Some of you are using mail clients that use POP3 to talk to BIGRED. Most of the world has switched from the older POP3 to IMAP. POP3 is limited to accessing just your INBOX, it cannot access any other folders. Also, POP3 was written to download messages to the computer that the POP3 mail program is running on. This can scatter your messages around several different computers that you might use. Anyone using a POP3 mail program will not be able to access their bulk, whitelist or sent-mail folders using that older method. UNL’s webmail machines use IMAP to access your BIGRED account so you can always just check your bulk folder using webmail.

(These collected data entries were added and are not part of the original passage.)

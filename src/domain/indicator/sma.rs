//! Simple Moving Average.
//!
//! SMA(n)[i] = mean(C[i-n+1..=i]). Undefined for the first (n-1) bars.

use crate::domain::bar::Bar;
use crate::domain::indicator::{closes, IndicatorValue};

pub fn sma_at(bars: &[Bar], period: usize) -> IndicatorValue {
    match closes(bars, period) {
        Some(window) => IndicatorValue::Simple(window.sum::<f64>() / period as f64),
        None => IndicatorValue::Undefined,
    }
}
//! Position operate logs.
//!
//! Positions are owned by the execution engine; this crate only reads the
//! last operate to decide whether a position is holding and in which direction.

use chrono::NaiveDateTime;
use std::collections::HashMap;
use std::fmt;
use std::str::FromStr;

#[derive(Debug, Clone, Copy, PartialEq, Eq, Hash)]
pub enum OperateKind {
    LongOpen,
    LongExit,
    ShortOpen,
    ShortExit,
}

impl OperateKind {
    pub fn is_open(&self) -> bool {
        matches!(self, OperateKind::LongOpen | OperateKind::ShortOpen)
    }

    pub fn code(&self) -> &'static str {
        match self {
            OperateKind::LongOpen => "LO",
            OperateKind::LongExit => "LE",
            OperateKind::ShortOpen => "SO",
            OperateKind::ShortExit => "SE",
        }
    }
}

impl fmt::Display for OperateKind {
    fn fmt(&self, f: &mut fmt::Formatter<'_>) -> fmt::Result {
        f.write_str(self.code())
    }
}

impl FromStr for OperateKind {
    type Err = String;

    fn from_str(s: &str) -> Result<Self, Self::Err> {
        match s.trim().to_uppercase().as_str() {
            "LO" => Ok(OperateKind::LongOpen),
            "LE" => Ok(OperateKind::LongExit),
            "SO" => Ok(OperateKind::ShortOpen),
            "SE" => Ok(OperateKind::ShortExit),
            other => Err(format!("unknown operate: {}", other)),
        }
    }
}

#[derive(Debug, Clone, PartialEq)]
pub struct Operate {
    pub op: OperateKind,
    pub dt: NaiveDateTime,
    pub price: f64,
}

#[derive(Debug, Clone)]
pub struct Position {
    pub name: String,
    pub operates: Vec<Operate>,
}

impl Position {
    pub fn new(name: impl Into<String>) -> Self {
        Self {
            name: name.into(),
            operates: Vec::new(),
        }
    }

    pub fn last_operate(&self) -> Option<&Operate> {
        self.operates.last()
    }

    /// The opening operate if the position is currently holding.
    pub fn holding(&self) -> Option<&Operate> {
        self.last_operate().filter(|op| op.op.is_open())
    }
}

/// All positions of a trading session, looked up by name.
#[derive(Debug, Clone, Default)]
pub struct PositionBook {
    positions: HashMap<String, Position>,
}

impl PositionBook {
    pub fn new() -> Self {
        Self::default()
    }

    pub fn with_position(mut self, position: Position) -> Self {
        self.insert(position);
        self
    }

    pub fn insert(&mut self, position: Position) {
        self.positions.insert(position.name.clone(), position);
    }

    pub fn get(&self, name: &str) -> Option<&Position> {
        self.positions.get(name)
    }

    /// Append an operate to a named position, creating it on first use.
    pub fn record(&mut self, name: &str, operate: Operate) {
        self.positions
            .entry(name.to_string())
            .or_insert_with(|| Position::new(name))
            .operates
            .push(operate);
    }

    pub fn len(&self) -> usize {
        self.positions.len()
    }

    pub fn is_empty(&self) -> bool {
        self.positions.is_empty()
    }
}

Many of you have incoming mailboxes full of spam. We can re-analyze your incoming mailbox and apply the anti-spam filter to those messages. When we do that we will put the spam tagged messages into a separate bulk.refiltered folder. Most of the spam already in your incoming mailboxes has been there for more than 30 days. Putting it into your bulk folder would be, effectively, deleting it immediately. Reanalyzing incoming mailboxes takes a lot of resources, we cannot do everyone’s mailbox at once. We will work through accounts in the order that they were created. When we have re-analyzed and filtered your incoming mailbox we will send you an email telling you what we did along with how many messages stayed in your incoming mailbox and how many were moved to the bulk.refiltered folder. At that point we will keep that bulk.refiltered folder for 30 days to give you a chance to check for false positives.